Words Fail Me

Well. What a lovely story.

Ms Bibi was catapulted to world attention after a panchayat, or tribal council, at the remote Punjabi village of Meerwala in June 2002. Her 12-year-old brother was accused of having an affair with a woman from the higher-caste Mastoi tribe. In punishment, the elders ordered that Mukhtaran be raped. As several hundred people watched, four men dragged her screaming through a cotton field. Pushing her into a mud-walled house, they assaulted her for more than an hour.

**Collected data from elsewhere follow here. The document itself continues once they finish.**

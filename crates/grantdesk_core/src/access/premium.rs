//! Subscription gating of premium workspace features.

use crate::model::section::WorkspaceSection;
use crate::model::subscription::{DepartmentSubscription, SubscriptionStatus};

/// Sections that require an active department subscription.
pub const PREMIUM_SECTIONS: &[WorkspaceSection] = &[
    WorkspaceSection::BudgetTracker,
    WorkspaceSection::Milestones,
    WorkspaceSection::Deliverables,
    WorkspaceSection::Documents,
];

/// Returns whether premium features are unlocked by `subscription`.
///
/// An absent subscription or an inactive status locks them. The plan does
/// not participate.
pub fn is_feature_allowed(subscription: Option<&DepartmentSubscription>) -> bool {
    match subscription {
        Some(subscription) => subscription.status != SubscriptionStatus::Inactive,
        None => false,
    }
}

/// Returns whether `name` is the exact label of a premium feature.
pub fn is_premium_feature(name: &str) -> bool {
    PREMIUM_SECTIONS
        .iter()
        .any(|section| section.label() == name)
}

/// Returns whether `section` requires an active subscription.
pub fn is_premium_section(section: WorkspaceSection) -> bool {
    PREMIUM_SECTIONS.contains(&section)
}

/// Upgrade prompt shown when a locked premium feature is opened.
pub fn premium_feature_message(feature: &str) -> String {
    format!(
        "{feature} is a premium feature. Ask your department administrator to activate a Standard subscription to unlock it."
    )
}
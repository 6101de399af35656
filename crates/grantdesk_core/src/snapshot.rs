//! Decoding of backend JSON snapshots.
//!
//! # Responsibility
//! - Turn backend payloads into typed model records.
//! - Report undecodable payloads with the payload kind attached.
//!
//! # Invariants
//! - A `null` subscription payload decodes to `None`, never an error.
//! - Member payloads pass `Member::validate` or are rejected as a whole.

use crate::model::activity::Activity;
use crate::model::member::{Member, MemberValidationError};
use crate::model::subscription::DepartmentSubscription;
use log::warn;
use std::error::Error;
use std::fmt::{Display, Formatter};

/// Snapshot decoding errors.
#[derive(Debug, Clone, PartialEq, Eq)]
pub enum SnapshotError {
    InvalidJson {
        kind: &'static str,
        message: String,
    },
    InvalidMember {
        member_id: String,
        source: MemberValidationError,
    },
}

impl Display for SnapshotError {
    fn fmt(&self, f: &mut Formatter<'_>) -> std::fmt::Result {
        match self {
            Self::InvalidJson { kind, message } => {
                write!(f, "invalid {kind} snapshot: {message}")
            }
            Self::InvalidMember { member_id, source } => {
                write!(f, "invalid member snapshot `{member_id}`: {source}")
            }
        }
    }
}

impl Error for SnapshotError {
    fn source(&self) -> Option<&(dyn Error + 'static)> {
        match self {
            Self::InvalidJson { .. } => None,
            Self::InvalidMember { source, .. } => Some(source),
        }
    }
}

pub type SnapshotResult<T> = Result<T, SnapshotError>;

/// Decodes an activity list payload.
pub fn decode_activities(json: &str) -> SnapshotResult<Vec<Activity>> {
    decode("activity", json)
}

/// Decodes a member list payload and validates every member.
pub fn decode_members(json: &str) -> SnapshotResult<Vec<Member>> {
    let members: Vec<Member> = decode("member", json)?;
    for member in &members {
        member
            .validate()
            .map_err(|source| SnapshotError::InvalidMember {
                member_id: member.id.to_string(),
                source,
            })?;
    }
    Ok(members)
}

/// Decodes a subscription payload; `null` means the department has none.
pub fn decode_subscription(json: &str) -> SnapshotResult<Option<DepartmentSubscription>> {
    decode("subscription", json)
}

fn decode<T: serde::de::DeserializeOwned>(kind: &'static str, json: &str) -> SnapshotResult<T> {
    serde_json::from_str(json).map_err(|err| {
        warn!(
            "event=snapshot_decode module=snapshot status=error kind={} line={} column={}",
            kind,
            err.line(),
            err.column()
        );
        SnapshotError::InvalidJson {
            kind,
            message: err.to_string(),
        }
    })
}
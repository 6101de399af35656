//! Explicit viewer context passed into every policy call.

use crate::model::member::{Member, UserId};
use crate::model::role::{has_any_role, MemberRole, RoleSet};

/// The signed-in user and the roles they hold on the grant being viewed.
#[derive(Debug, Clone, PartialEq, Eq)]
pub struct Viewer {
    pub user_id: UserId,
    pub roles: RoleSet,
}

impl Viewer {
    pub fn new(user_id: UserId, roles: impl IntoIterator<Item = MemberRole>) -> Self {
        Self {
            user_id,
            roles: roles.into_iter().collect(),
        }
    }

    /// Derives the viewer from a membership snapshot.
    ///
    /// Only accepted memberships contribute roles; pending and rejected ones
    /// yield an empty role set.
    pub fn from_member(member: &Member) -> Self {
        let roles = if member.is_accepted() {
            member.roles.clone()
        } else {
            RoleSet::new()
        };
        Self {
            user_id: member.user_id,
            roles,
        }
    }

    pub fn has_role(&self, role: MemberRole) -> bool {
        self.roles.contains(&role)
    }

    pub fn has_any_role(&self, roles: &[MemberRole]) -> bool {
        has_any_role(&self.roles, roles)
    }
}

#[cfg(test)]
mod tests {
    use super::Viewer;
    use crate::model::member::{Member, MemberStatus};
    use crate::model::role::MemberRole;
    use uuid::Uuid;

    #[test]
    fn accepted_member_contributes_roles() {
        let mut member = Member::invited(Uuid::new_v4(), Uuid::new_v4());
        member.roles.insert(MemberRole::Reviewer);
        member.status = MemberStatus::Accepted;

        let viewer = Viewer::from_member(&member);
        assert_eq!(viewer.user_id, member.user_id);
        assert!(viewer.has_role(MemberRole::Reviewer));
    }

    #[test]
    fn pending_member_has_no_roles() {
        let mut member = Member::invited(Uuid::new_v4(), Uuid::new_v4());
        member.roles.insert(MemberRole::PrincipalInvestigator);

        let viewer = Viewer::from_member(&member);
        assert!(viewer.roles.is_empty());
    }
}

Is that pretty or what. It has all the ingredients, doesn’t it. Nothing left out. A higher-caste tribe. The elders. Punishment of A for something B is accused of doing. Rape as punishment, rape as judicial (sort of) punishment, rape as something that elders order to be done, rape as something that a tribal council of old men order to be done to a young woman. Several hundred people (some of them no doubt well known, neighbours) watch. Several hundred people watch a young woman dragged screaming through a field by four men, to be raped, on the orders of the elders of the tribal council.

“Honour” killings and punishments are usually sanctioned through the panchayat system, which has no legal standing but is still prevalent in many rural towns. Last week elders in another Punjabi village ordered that a two-year-old girl be married to a man 33 years her senior. The betrothal was in compensation for an adulterous affair committed by her uncle.

And the brother was framed anyway. In fact he was assaulted himself.

According to the prosecution, the Meerwala council ordered the gang rape of Mukhtar Mai, then 30, as punishment for the alleged illicit sexual relations of her brother Shakoor with a woman from the rival Mastoi tribe. It was later revealed that he had been molested by Mastoi men who tried to conceal it by accusing him of illicit relations with a Mastoi woman. The Mastoi demanded revenge. That was delivered when the council approved the rape of Ms. Mukhtar.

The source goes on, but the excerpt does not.